Qué sistema de calefacción con placas solares conviene más

Clara Soto .

11 de junio de 2026

Diagrama de aerotermia con placas solares, mostrando el sistema para un mejor sistema de calefacción y ahorro.

La calefacción solar funciona de verdad, pero no siempre de la misma manera ni con el mismo presupuesto. Cuando analizo el mejor sistema de calefacción con placas solares para una vivienda en España, no pienso en un equipo milagroso, sino en la combinación que encaja con el clima, el aislamiento y el tipo de emisores. En este artículo te explico qué opción suele rendir mejor, cuánto cuesta, cuándo compensa y qué errores veo una y otra vez en reformas mal planteadas.

Lo esencial antes de elegir un sistema solar para calentar tu casa

  • En la mayoría de viviendas españolas, la combinación más equilibrada suele ser aerotermia + fotovoltaica.
  • La solar térmica tiene mucho sentido para ACS y para apoyo a calefacción de baja temperatura, pero no siempre para cubrir todo el invierno.
  • Las placas fotovoltaicas no producen calor directamente: alimentan equipos que sí lo generan, sobre todo bombas de calor.
  • El aislamiento, la orientación del tejado y el tipo de emisores pesan tanto como los paneles.
  • La batería no siempre es prioritaria; muchas veces conviene antes dimensionar bien la instalación y la inercia térmica.

Diagrama de aerotermia con placas solares, mostrando el sistema para un mejor sistema de calefacción y ahorro.

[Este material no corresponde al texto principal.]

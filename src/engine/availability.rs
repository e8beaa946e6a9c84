use serde::Serialize;
use ulid::Ulid;

use crate::model::*;

use super::ledger::{peak_reserved, reserved_quantity};

// ── Previews ──────────────────────────────────────────────────────

#[derive(Debug, Clone, PartialEq, Eq, Serialize)]
#[serde(rename_all = "camelCase")]
pub struct VenueAvailability {
    pub venue_id: Ulid,
    pub available: bool,
    pub conflicting_booking_ids: Vec<Ulid>,
    /// Parts of the queried range no live booking holds.
    pub free_windows: Vec<TimeRange>,
}

#[derive(Debug, Clone, PartialEq, Eq, Serialize)]
#[serde(rename_all = "camelCase")]
pub struct EquipmentAvailability {
    pub equipment_id: Ulid,
    pub name: String,
    pub category: Option<String>,
    pub total_quantity: u32,
    pub reserved: u32,
    pub available: u32,
}

/// Whether `range` on `venue` could be booked right now, with the same overlap
/// rule the conflict detector uses. An inactive venue is never available.
pub fn venue_availability(venue: &Venue, range: &TimeRange, live: &[Booking]) -> VenueAvailability {
    let mut holders: Vec<&Booking> = live
        .iter()
        .filter(|b| b.is_live() && b.venue_id == venue.id && b.range.overlaps(range))
        .collect();
    holders.sort_by_key(|b| b.range.start());

    let taken: Vec<TimeRange> = holders.iter().map(|b| b.range).collect();
    let free_windows = if venue.is_active {
        subtract_intervals(&[*range], &merge_overlapping(&taken))
    } else {
        Vec::new()
    };

    VenueAvailability {
        venue_id: venue.id,
        available: venue.is_active && holders.is_empty(),
        conflicting_booking_ids: holders.iter().map(|b| b.id).collect(),
        free_windows,
    }
}

/// Per-item summary for `range`, evaluated as a fresh candidate (nothing excluded).
pub fn equipment_availability<'a>(
    items: impl IntoIterator<Item = &'a Equipment>,
    range: &TimeRange,
    live: &[Booking],
) -> Vec<EquipmentAvailability> {
    items
        .into_iter()
        .map(|item| {
            let reserved = reserved_quantity(item.id, range, live, None);
            EquipmentAvailability {
                equipment_id: item.id,
                name: item.name.clone(),
                category: item.category.clone(),
                total_quantity: item.quantity,
                reserved,
                available: item.quantity.saturating_sub(reserved),
            }
        })
        .collect()
}

// ── Reports ───────────────────────────────────────────────────────

#[derive(Debug, Clone, PartialEq, Serialize)]
#[serde(rename_all = "camelCase")]
pub struct VenueUsage {
    pub venue_id: Ulid,
    pub name: String,
    pub pending: usize,
    pub approved: usize,
    pub completed: usize,
    pub rejected: usize,
    pub cancelled: usize,
    /// Time inside the window held by approved or completed bookings.
    pub booked_ms: Ms,
    /// `booked_ms` as a fraction of the window.
    pub utilization: f64,
    /// Full approval-time cost of every approved or completed booking
    /// overlapping the window, in cents.
    pub revenue: Cents,
}

#[derive(Debug, Clone, PartialEq, Eq, Serialize)]
#[serde(rename_all = "camelCase")]
pub struct EquipmentUsage {
    pub equipment_id: Ulid,
    pub name: String,
    pub total_quantity: u32,
    /// Pending, approved and completed bookings that asked for this item.
    pub bookings: usize,
    /// Most units held at one instant by those bookings.
    pub peak_reserved: u32,
}

#[derive(Debug, Clone, PartialEq, Serialize)]
#[serde(rename_all = "camelCase")]
pub struct UsageReport {
    pub window: TimeRange,
    pub venues: Vec<VenueUsage>,
    pub equipment: Vec<EquipmentUsage>,
}

/// Venue utilization and equipment usage for bookings overlapping `window`.
/// Completed bookings count here even though they no longer hold capacity.
pub fn usage_report(
    window: &TimeRange,
    venues: &[Venue],
    equipment: &[Equipment],
    bookings: &[Booking],
) -> UsageReport {
    let in_window: Vec<&Booking> = bookings
        .iter()
        .filter(|b| b.range.overlaps(window))
        .collect();

    let venues = venues
        .iter()
        .map(|v| {
            let mut usage = VenueUsage {
                venue_id: v.id,
                name: v.name.clone(),
                pending: 0,
                approved: 0,
                completed: 0,
                rejected: 0,
                cancelled: 0,
                booked_ms: 0,
                utilization: 0.0,
                revenue: 0,
            };
            for b in in_window.iter().filter(|b| b.venue_id == v.id) {
                match b.status {
                    BookingStatus::Pending => usage.pending += 1,
                    BookingStatus::Approved => usage.approved += 1,
                    BookingStatus::Completed => usage.completed += 1,
                    BookingStatus::Rejected => usage.rejected += 1,
                    BookingStatus::Cancelled => usage.cancelled += 1,
                }
                if matches!(b.status, BookingStatus::Approved | BookingStatus::Completed) {
                    usage.revenue = usage.revenue.saturating_add(b.total_cost.unwrap_or(0));
                    if let Some(clamped) = b.range.clamp_to(window) {
                        usage.booked_ms += clamped.duration_ms();
                    }
                }
            }
            usage.utilization = usage.booked_ms as f64 / window.duration_ms() as f64;
            usage
        })
        .collect();

    let counted: Vec<&Booking> = in_window
        .iter()
        .copied()
        .filter(|b| {
            matches!(
                b.status,
                BookingStatus::Pending | BookingStatus::Approved | BookingStatus::Completed
            )
        })
        .collect();

    let equipment = equipment
        .iter()
        .map(|item| EquipmentUsage {
            equipment_id: item.id,
            name: item.name.clone(),
            total_quantity: item.quantity,
            bookings: counted.iter().filter(|b| b.quantity_of(item.id) > 0).count(),
            peak_reserved: peak_reserved(item.id, window, counted.iter().copied()),
        })
        .collect();

    UsageReport {
        window: *window,
        venues,
        equipment,
    }
}

// ── Interval arithmetic ───────────────────────────────────────────

/// Merge sorted overlapping/adjacent ranges into disjoint ranges.
pub fn merge_overlapping(sorted: &[TimeRange]) -> Vec<TimeRange> {
    let mut merged: Vec<(Ms, Ms)> = Vec::new();
    for r in sorted {
        if let Some(last) = merged.last_mut()
            && r.start() <= last.1 {
                last.1 = last.1.max(r.end());
                continue;
            }
        merged.push((r.start(), r.end()));
    }
    merged
        .into_iter()
        .filter_map(|(s, e)| TimeRange::new(s, e).ok())
        .collect()
}

/// `base` minus `to_remove`; both sorted by start, `to_remove` disjoint.
pub fn subtract_intervals(base: &[TimeRange], to_remove: &[TimeRange]) -> Vec<TimeRange> {
    let mut result = Vec::new();
    let mut ri = 0;

    for b in base {
        let mut current_start = b.start();
        let current_end = b.end();

        while ri < to_remove.len() && to_remove[ri].end() <= current_start {
            ri += 1;
        }

        let mut j = ri;
        while j < to_remove.len() && to_remove[j].start() < current_end {
            let r = &to_remove[j];
            if r.start() > current_start
                && let Ok(piece) = TimeRange::new(current_start, r.start()) {
                    result.push(piece);
                }
            current_start = current_start.max(r.end());
            j += 1;
        }

        if let Ok(rest) = TimeRange::new(current_start, current_end) {
            result.push(rest);
        }
    }

    result
}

Qué sistema conviene de verdad según tu vivienda

Si tuviera que dar una respuesta corta, diría que la opción más sensata para la mayoría de hogares en España es una bomba de calor alimentada por fotovoltaica. No porque sea la más “moderna”, sino porque convierte mejor la electricidad solar en confort real, tanto en invierno como en verano, y además cubre ACS con bastante lógica. La solar térmica sigue teniendo mucho valor, pero yo la reservaría para casas donde el diseño hidráulico acompaña de verdad y la demanda térmica está bien estudiada.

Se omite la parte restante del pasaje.